(Stored items)
+-------+

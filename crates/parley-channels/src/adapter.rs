use async_trait::async_trait;
use std::collections::HashMap;

use parley_core::types::{Channel, InboundEvent};

use crate::error::Result;
use crate::types::Button;

/// Capability set implemented by every transport adapter.
///
/// Implementations must be `Send + Sync` so they can live in a
/// [`ChannelManager`](crate::manager::ChannelManager) and be driven from
/// multiple Tokio tasks. The four send operations are called with the
/// channel pre-selected; webhook verification and inbound parsing run on
/// the HTTP seam before anything reaches the engine.
#[async_trait]
pub trait ChannelAdapter: Send + Sync {
    /// The transport this adapter serves.
    fn channel(&self) -> Channel;

    /// Deliver a plain text message.
    async fn send_message(&self, to: &str, message: &str) -> Result<()>;

    /// Deliver an image by URL, with an optional caption.
    async fn send_image(&self, to: &str, url: &str, caption: Option<&str>) -> Result<()>;

    /// Deliver a text with quick-reply buttons.
    async fn send_buttons(&self, to: &str, text: &str, buttons: &[Button]) -> Result<()>;

    /// Deliver a named template with parameters.
    async fn send_template(&self, to: &str, name: &str, params: &HashMap<String, String>)
        -> Result<()>;

    /// Check a webhook payload's signature. Adapters without signed
    /// webhooks accept everything.
    fn verify_webhook(&self, payload: &[u8], signature: &str) -> bool {
        let _ = (payload, signature);
        true
    }

    /// Translate a raw webhook body into inbound events (possibly several
    /// per delivery, depending on the transport's batching).
    fn parse_incoming(&self, raw: &serde_json::Value) -> Result<Vec<InboundEvent>>;
}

+-------+

→ WHAT YOU HAVE TO DO:
In full and word for word, output the entries.

→ WRITTEN SOLUTION:
filename crates/parley-channels/src/adapter.rs
use async_trait::async_trait;
use std::collections::HashMap;

use parley_core::types::{Channel, InboundEvent};

use crate::error::Result;
use crate::types::Button;

/// Capability set implemented by every transport adapter.
///
/// Implementations must be `Send + Sync` so they can live in a
/// [`ChannelManager`](crate::manager::ChannelManager) and be driven from
/// multiple Tokio tasks. The four send operations are called with the
/// channel pre-selected; webhook verification and inbound parsing run on
/// the HTTP seam before anything reaches the engine.
#[async_trait]
pub trait ChannelAdapter: Send + Sync {
    /// The transport this adapter serves.
    fn channel(&self) -> Channel;

    /// Deliver a plain text message.
    async fn send_message(&self, to: &str, message: &str) -> Result<()>;

    /// Deliver an image by URL, with an optional caption.
    async fn send_image(&self, to: &str, url: &str, caption: Option<&str>) -> Result<()>;

    /// Deliver a text with quick-reply buttons.
    async fn send_buttons(&self, to: &str, text: &str, buttons: &[Button]) -> Result<()>;

    /// Deliver a named template with parameters.
    async fn send_template(&self, to: &str, name: &str, params: &HashMap<String, String>)
        -> Result<()>;

    /// Check a webhook payload's signature. Adapters without signed
    /// webhooks accept everything.
    fn verify_webhook(&self, payload: &[u8], signature: &str) -> bool {
        let _ = (payload, signature);
        true
    }

    /// Translate a raw webhook body into inbound events (possibly several
    /// per delivery, depending on the transport's batching).
    fn parse_incoming(&self, raw: &serde_json::Value) -> Result<Vec<InboundEvent>>;
}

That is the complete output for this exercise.